■ **TASK PROMPT**
Return all lines of the records that contain the word "Advance".

■ **DATA UNDER STUDY**
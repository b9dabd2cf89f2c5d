mod exits;
mod pass;
mod session;
mod settings;
mod strength;
mod terminal;

fn main() {
    exits::reset_terminal();
    exits::install_handlers();
    unsafe { libc::prctl(libc::PR_SET_DUMPABLE, 0) };

    session::run();
}
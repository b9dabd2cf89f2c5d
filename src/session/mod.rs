//! Interactive session loop.
//!
//! Collects generation settings from the prompts, generates a password,
//! reports its strength, and repeats until the user types `exit`.

mod banner;
mod prompts;

use num_traits::Zero;
use rand::rngs::OsRng;
use zeroize::Zeroize;

use crate::pass::{self, charset};
use crate::settings::Settings;
use crate::strength;
use crate::terminal::{self, format_years};

/// Run the interactive loop until the user exits. Exit code is 0.
pub fn run() {
    banner::print();
    let mut rng = OsRng;

    loop {
        let settings = collect();
        report(&mut rng, &settings);

        let choice = prompts::read_line(
            "\nPress enter to generate a new password or type 'exit' to close the program: ",
        );
        if choice.eq_ignore_ascii_case("exit") {
            break;
        }
    }
}

/// Collecting phase: prompt for length and character classes. Invalid input
/// never aborts the session; each prompt has a fallback default.
fn collect() -> Settings {
    let pass_length = prompts::read_length(
        "Enter the password length (12-16 characters minimum is recommended): ",
    );

    Settings {
        pass_length,
        lowercase: prompts::read_bool("Include lowercase letters (a-z)? (y/n): ", true),
        uppercase: prompts::read_bool("Include uppercase letters (A-Z)? (y/n): ", true),
        digits: prompts::read_bool("Include numbers (0-9)? (y/n): ", true),
        special: prompts::read_bool("Include special characters? (y/n): ", true),
        require_each: prompts::read_bool(
            "Require at least one of each chosen category? (y/n): ",
            false,
        ),
    }
}

/// Reporting phase: generate one password and print it with its metrics.
/// Generation errors are displayed and the loop moves on to the exit prompt.
fn report(rng: &mut OsRng, settings: &Settings) {
    match pass::generate(rng, settings) {
        Ok(mut password) => {
            println!("\nGenerated Password: {password}");

            let entropy = strength::shannon_entropy(&password);
            let space = strength::search_space(charset::size(settings), settings.pass_length);
            password.zeroize();

            println!("Entropy: {entropy:.2} bits");
            println!("Search Space Size: {space}");

            if !space.is_zero() {
                let years = strength::brute_force_years(&space);
                println!("Approx. time to brute force at 1 trillion guesses/s:");
                println!(" - {} years", format_years(years));
            }
        }
        Err(err) => terminal::print_error(&format!("\nError: {err}")),
    }
}
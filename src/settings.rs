//! Password generation settings.
//!
//! Collected fresh from the prompts on every loop iteration; nothing is
//! persisted between iterations or runs.

/// Length substituted when the length prompt cannot be parsed.
pub const DEFAULT_LENGTH: usize = 12;

#[derive(Debug, Clone)]
pub struct Settings {
    pub pass_length: usize,
    pub lowercase: bool,
    pub uppercase: bool,
    pub digits: bool,
    pub special: bool,
    pub require_each: bool,
}

impl Default for Settings {
    fn default() -> Self {
        Self {
            pass_length: DEFAULT_LENGTH,
            lowercase: true,
            uppercase: true,
            digits: true,
            special: true,
            require_each: false,
        }
    }
}
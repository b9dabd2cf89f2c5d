//! Password strength estimation.

mod entropy;
mod search_space;

pub use entropy::shannon_entropy;
pub use search_space::{brute_force_years, search_space};
//! Process logging. Console output goes to stderr so command output on
//! stdout stays machine-readable; an optional daily-rolling JSON file sink
//! mirrors it.

use anyhow::{Context, Result};
use tracing_appender::non_blocking::WorkerGuard;
use tracing_subscriber::layer::SubscriberExt;
use tracing_subscriber::util::SubscriberInitExt;
use tracing_subscriber::{EnvFilter, Layer, fmt};

use crate::config::LoggingSection;

/// Crates that are noisy at debug level.
const QUIET_CRATES: &str = "hyper=warn,reqwest=warn,html5ever=error,selectors=warn";

/// Filter directives: `RUST_LOG` wins when set; otherwise other crates log at
/// `warn` and flagforge at the configured level (`debug` with `--verbose`).
pub fn filter_directives(level: &str, verbose: bool, rust_log: Option<&str>) -> String {
    if let Some(rust_log) = rust_log.map(str::trim).filter(|v| !v.is_empty()) {
        return format!("{},{}", rust_log, QUIET_CRATES);
    }
    let level = if verbose { "debug" } else { level.trim() };
    let level = if level.is_empty() { "info" } else { level };
    format!("warn,flagforge={},{}", level, QUIET_CRATES)
}

/// Install the global subscriber. Keep the returned guard alive until exit
/// so buffered file output is flushed.
pub fn init(config: &LoggingSection, verbose: bool) -> Result<Option<WorkerGuard>> {
    let rust_log = std::env::var("RUST_LOG").ok();
    let directives = filter_directives(&config.level, verbose, rust_log.as_deref());
    let filter = EnvFilter::try_new(&directives)
        .with_context(|| format!("Invalid log filter '{}'", directives))?;

    let console = if config.json {
        fmt::layer().json().with_writer(std::io::stderr).boxed()
    } else {
        fmt::layer().with_writer(std::io::stderr).with_target(false).boxed()
    };

    let (file_layer, guard) = match config.file_path() {
        Some(path) => {
            let dir = path
                .parent()
                .filter(|p| !p.as_os_str().is_empty())
                .map(|p| p.to_path_buf())
                .unwrap_or_else(|| ".".into());
            let name = path
                .file_name()
                .map(|n| n.to_os_string())
                .unwrap_or_else(|| "flagforge.log".into());
            std::fs::create_dir_all(&dir)
                .with_context(|| format!("Failed to create log directory {}", dir.display()))?;
            let appender = tracing_appender::rolling::daily(&dir, name);
            let (writer, guard) = tracing_appender::non_blocking(appender);
            let layer = fmt::layer().json().with_ansi(false).with_writer(writer);
            (Some(layer), Some(guard))
        }
        None => (None, None),
    };

    tracing_subscriber::registry()
        .with(console)
        .with(file_layer)
        .with(filter)
        .try_init()
        .context("Failed to install tracing subscriber")?;
    Ok(guard)
}
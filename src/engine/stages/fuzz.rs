use async_trait::async_trait;
use flagforge_common::{FuzzTask, Stage};

use super::threat_model::to_fuzz_task;
use crate::engine::context::StageContext;
use crate::engine::oracle_loop::{LoopEnd, LoopSpec, run_oracle_loop};
use crate::engine::prompts;
use crate::engine::{StageOutcome, StageRunner};
use crate::errors::StageError;

/// Follow-up tasks accepted from a single task report.
const MAX_FOLLOW_UPS: usize = 3;

/// Works through the fuzz queue in order, one oracle loop per task.
///
/// `fuzz_iterations_per_task` bounds the oracle decisions spent on one task.
/// `fuzz_max_attempts` bounds both the tool calls and the tasks worked across
/// the whole stage, so follow-ups queued without any tool call still run out.
pub struct FuzzStage;

#[async_trait]
impl StageRunner for FuzzStage {
    fn stage(&self) -> Stage {
        Stage::Fuzz
    }

    async fn run(&self, ctx: &mut StageContext<'_>) -> Result<StageOutcome, StageError> {
        let max_attempts = ctx.settings().fuzz_max_attempts;
        let per_task = ctx.settings().fuzz_iterations_per_task.max(1);
        let stop_on_flag = ctx.settings().stop_on_flag;
        let target = ctx.input()?.target_url;

        if ctx.next_pending_fuzz()?.is_none() {
            ctx.log("No fuzz tasks queued, nothing to exploit")?;
            return Ok(StageOutcome::Advance);
        }

        let mut attempted = 0u32;
        let mut cap_reached = false;

        while let Some((index, task)) = ctx.next_pending_fuzz()? {
            if stop_on_flag && ctx.has_flag()? {
                break;
            }
            if attempted >= max_attempts {
                ctx.log(format!("Fuzz attempt cap of {} tasks reached", max_attempts))?;
                cap_reached = true;
                break;
            }
            let remaining = max_attempts.saturating_sub(ctx.tool_stats().calls);
            if remaining == 0 {
                ctx.log(format!("Fuzz attempt cap of {} tool calls reached", max_attempts))?;
                cap_reached = true;
                break;
            }

            ctx.mark_fuzz_attempted(index)?;
            attempted += 1;
            ctx.log(format!("Fuzzing {} with {} payloads", task.target, task.payload_class))?;

            let queued = ctx.read(|s| s.fuzz_queue().len())?.max(1);
            let focus = describe(&task);
            let spec = LoopSpec {
                instructions: prompts::instructions(Stage::Fuzz),
                focus: Some(&focus),
                max_iterations: per_task.min(remaining),
                progress: (index as f64 / queued as f64, (index + 1) as f64 / queued as f64),
            };
            let result = run_oracle_loop(ctx, spec).await?;

            match result.end {
                LoopEnd::Completed(report) => {
                    if !report.summary.trim().is_empty() {
                        ctx.add_finding(format!(
                            "Fuzz {} on {}: {}",
                            task.payload_class,
                            task.target,
                            report.summary.trim()
                        ))?;
                    }
                    for follow_up in report
                        .fuzz_tasks
                        .iter()
                        .filter_map(|t| to_fuzz_task(&target, t))
                        .take(MAX_FOLLOW_UPS)
                    {
                        ctx.log(format!(
                            "Queued follow-up {} task for {}",
                            follow_up.payload_class, follow_up.target
                        ))?;
                        ctx.enqueue_fuzz(follow_up)?;
                    }
                }
                LoopEnd::CapReached => {
                    ctx.add_finding(format!(
                        "Fuzz {} on {} ended after {} iterations without a result",
                        task.payload_class, task.target, result.iterations
                    ))?;
                }
                LoopEnd::FlagCaptured => break,
            }
        }

        ctx.ensure_tools_usable()?;

        let (flags, pending) = ctx.read(|s| (s.flags().len(), s.next_pending_fuzz().is_some()))?;
        ctx.log(format!(
            "Fuzz finished: {} tasks attempted, {} tool calls, {} flags",
            attempted,
            ctx.tool_stats().calls,
            flags
        ))?;
        Ok(if cap_reached && pending {
            StageOutcome::CapReached
        } else {
            StageOutcome::Advance
        })
    }
}

fn describe(task: &FuzzTask) -> String {
    let mut text = format!("Fuzz task: {} payloads against {}", task.payload_class, task.target);
    if let Some(vulnerability) = &task.vulnerability {
        text.push_str(&format!(" (suspected {})", vulnerability));
    }
    text
}
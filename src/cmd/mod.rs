//! CLI command implementations.
//!
//! | Module   | Commands handled |
//! |----------|------------------|
//! | `serve`  | `Serve`          |
//! | `solve`  | `Solve`          |
//! | `tools`  | `Tools`          |
//! | `config` | `Config`         |

pub mod config;
pub mod serve;
pub mod solve;
pub mod tools;

use std::sync::Arc;

use anyhow::Result;
use flagforge::config::FlagforgeToml;
use flagforge::engine::Pipeline;
use flagforge::oracle::{OpenAiCompatOracle, RateLimitedClient};
use flagforge::projector::StatusProjector;
use flagforge::registry::RunRegistry;
use flagforge::tools::{ToolInvoker, default_registry};

pub use config::cmd_config;
pub use serve::cmd_serve;
pub use solve::{SolveRequest, cmd_solve};
pub use tools::cmd_tools;

/// Wire the production pipeline from configuration.
pub fn build_run_registry(config: &FlagforgeToml) -> Result<RunRegistry> {
    let tools = ToolInvoker::new(
        Arc::new(default_registry(&config.tools)?),
        config.tools.invoker_settings(),
    );

    let oracle = OpenAiCompatOracle::new(&config.oracle)?;
    if !oracle.has_api_key() {
        tracing::warn!(
            env = %config.oracle.api_key_env,
            "no oracle API key set, requests will be sent unauthenticated"
        );
    }
    let client = RateLimitedClient::new(Arc::new(oracle), config.oracle.client_settings());

    let pipeline = Pipeline::new(tools, client, config.engine.settings());
    Ok(RunRegistry::new(
        Arc::new(pipeline),
        StatusProjector::new(config.engine.log_tail),
    ))
}
#[cfg(test)]
mod tests {
    use super::*;
    use crate::engine::{EngineSettings, StageContext, StageOutcome, StageRunner};
    use crate::errors::StageError;
    use crate::oracle::{ClientSettings, Decision, Oracle, OracleRequest, RateLimitedClient, StageReport};
    use crate::errors::OracleError;
    use crate::tools::{InvokerSettings, ToolInvoker, ToolRegistry};
    use async_trait::async_trait;
    use flagforge_common::Stage;
    use std::time::Instant;

    struct DoneOracle;

    #[async_trait]
    impl Oracle for DoneOracle {
        async fn decide(&self, _request: &OracleRequest) -> Result<Decision, OracleError> {
            Ok(Decision::StageComplete(StageReport::default()))
        }
    }

    /// Logs, then waits `delay` before advancing.
    struct Slow {
        stage: Stage,
        delay: Duration,
    }

    #[async_trait]
    impl StageRunner for Slow {
        fn stage(&self) -> Stage {
            self.stage
        }

        async fn run(&self, ctx: &mut StageContext<'_>) -> Result<StageOutcome, StageError> {
            ctx.log("working")?;
            tokio::time::sleep(self.delay).await;
            Ok(StageOutcome::Advance)
        }
    }

    struct Panicky;

    #[async_trait]
    impl StageRunner for Panicky {
        fn stage(&self) -> Stage {
            Stage::Crawl
        }

        async fn run(&self, _ctx: &mut StageContext<'_>) -> Result<StageOutcome, StageError> {
            panic!("boom");
        }
    }

    fn registry(stages: Vec<Arc<dyn StageRunner>>) -> RunRegistry {
        let tools = ToolInvoker::new(Arc::new(ToolRegistry::new()), InvokerSettings::default());
        let oracle = RateLimitedClient::new(Arc::new(DoneOracle), ClientSettings::default());
        let pipeline = Pipeline::with_stages(stages, tools, oracle, EngineSettings::default());
        RunRegistry::new(Arc::new(pipeline), StatusProjector::default())
    }

    fn slow_stages(delay: Duration) -> Vec<Arc<dyn StageRunner>> {
        Stage::PIPELINE
            .iter()
            .map(|stage| Arc::new(Slow { stage: *stage, delay }) as Arc<dyn StageRunner>)
            .collect()
    }

    async fn wait_terminal(registry: &RunRegistry, id: RunId) -> RunSnapshot {
        let deadline = Instant::now() + Duration::from_secs(5);
        loop {
            let snapshot = registry.get(id).await.unwrap();
            if snapshot.is_terminal() {
                return snapshot;
            }
            assert!(Instant::now() < deadline, "run did not finish");
            tokio::time::sleep(Duration::from_millis(10)).await;
        }
    }

    #[test]
    fn test_validate_input() {
        assert!(validate_input(RunInput::new(" http://ctf.local:8080/ ")).is_ok());
        assert!(matches!(
            validate_input(RunInput::new("")),
            Err(RegistryError::InvalidInput(_))
        ));
        assert!(matches!(
            validate_input(RunInput::new("ftp://ctf.local/")),
            Err(RegistryError::InvalidInput(_))
        ));
        assert!(matches!(
            validate_input(RunInput::new("not a url")),
            Err(RegistryError::InvalidInput(_))
        ));
    }

    #[tokio::test]
    async fn test_submit_runs_to_completion() {
        let registry = registry(slow_stages(Duration::ZERO));
        let id = registry.submit(RunInput::new("http://ctf.local/")).await.unwrap();
        let snapshot = wait_terminal(&registry, id).await;
        assert_eq!(snapshot.status, RunStatus::Completed);
        assert_eq!(snapshot.progress, 100);
        assert_eq!(snapshot.current_stage, Stage::Done);
    }

    #[tokio::test]
    async fn test_unknown_ids_are_not_found() {
        let registry = registry(slow_stages(Duration::ZERO));
        let id = Uuid::new_v4();
        assert!(matches!(registry.get(id).await, Err(RegistryError::NotFound { .. })));
        assert!(matches!(registry.stop(id).await, Err(RegistryError::NotFound { .. })));
        assert!(matches!(registry.delete(id).await, Err(RegistryError::NotFound { .. })));
    }

    #[tokio::test]
    async fn test_stop_then_already_terminal() {
        let registry = registry(slow_stages(Duration::from_millis(100)));
        let id = registry.submit(RunInput::new("http://ctf.local/")).await.unwrap();
        registry.stop(id).await.unwrap();

        let snapshot = wait_terminal(&registry, id).await;
        assert_eq!(snapshot.status, RunStatus::Stopped);
        assert!(snapshot.progress < 100);
        assert!(matches!(
            registry.stop(id).await,
            Err(RegistryError::AlreadyTerminal {
                status: RunStatus::Stopped,
                ..
            })
        ));
    }

    #[tokio::test]
    async fn test_stop_right_after_submit_passes_through_running() {
        let registry = registry(slow_stages(Duration::from_millis(50)));
        let id = registry.submit(RunInput::new("http://ctf.local/")).await.unwrap();
        let mut seen = vec![registry.get(id).await.unwrap().status];
        registry.stop(id).await.unwrap();

        let snapshot = wait_terminal(&registry, id).await;
        seen.push(snapshot.status);
        assert_eq!(seen, vec![RunStatus::Running, RunStatus::Stopped]);
        assert!(snapshot.progress < 100);

        let messages: Vec<&str> = snapshot.logs.iter().map(|l| l.message.as_str()).collect();
        let started = messages.iter().position(|m| m.starts_with("Run started")).unwrap();
        let stopped = messages.iter().position(|m| m.starts_with("Run stopped before")).unwrap();
        assert!(started < stopped);
    }

    #[tokio::test]
    async fn test_delete_removes_run() {
        let registry = registry(slow_stages(Duration::from_millis(50)));
        let id = registry.submit(RunInput::new("http://ctf.local/")).await.unwrap();
        registry.delete(id).await.unwrap();
        assert!(matches!(registry.get(id).await, Err(RegistryError::NotFound { .. })));
        assert!(registry.list().await.unwrap().is_empty());
    }

    #[tokio::test]
    async fn test_panicking_stage_fails_run() {
        let registry = registry(vec![Arc::new(Panicky)]);
        let id = registry.submit(RunInput::new("http://ctf.local/")).await.unwrap();
        let snapshot = wait_terminal(&registry, id).await;
        assert_eq!(snapshot.status, RunStatus::Failed);
        assert!(snapshot.findings.iter().any(|f| f.text.contains("execution-error")));
    }

    #[tokio::test]
    async fn test_list_and_stats() {
        let registry = registry(slow_stages(Duration::ZERO));
        let a = registry.submit(RunInput::new("http://a.local/")).await.unwrap();
        let b = registry.submit(RunInput::new("http://b.local/")).await.unwrap();
        wait_terminal(&registry, a).await;
        wait_terminal(&registry, b).await;

        assert_eq!(registry.list().await.unwrap().len(), 2);
        let stats = registry.stats().await.unwrap();
        assert_eq!(stats.total_runs, 2);
        assert_eq!(stats.completed_runs, 2);
        assert_eq!(stats.active_runs, 0);
        assert_eq!(stats.total_flags, 0);
        assert_eq!(stats.success_rate, 0.0);
    }

    #[tokio::test]
    async fn test_shutdown_stops_live_runs() {
        let registry = registry(slow_stages(Duration::from_millis(100)));
        let id = registry.submit(RunInput::new("http://ctf.local/")).await.unwrap();
        tokio::time::sleep(Duration::from_millis(20)).await;

        registry.shutdown(Duration::from_secs(2)).await;
        let snapshot = registry.get(id).await.unwrap();
        assert_eq!(snapshot.status, RunStatus::Stopped);
        assert!(snapshot.logs.iter().any(|l| l.message.contains("shutting down")));
    }

    #[tokio::test]
    async fn test_shutdown_aborts_engines_past_grace() {
        let registry = registry(slow_stages(Duration::from_secs(30)));
        let id = registry.submit(RunInput::new("http://ctf.local/")).await.unwrap();
        tokio::time::sleep(Duration::from_millis(20)).await;

        registry.shutdown(Duration::from_millis(50)).await;
        let snapshot = registry.get(id).await.unwrap();
        assert_eq!(snapshot.status, RunStatus::Failed);
        assert!(snapshot.findings.iter().any(|f| f.text.contains("aborted")));
    }
}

■ **REPLY**
            return Ok(StageOutcome::Advance);
            StageOutcome::Advance
            Ok(StageOutcome::Advance)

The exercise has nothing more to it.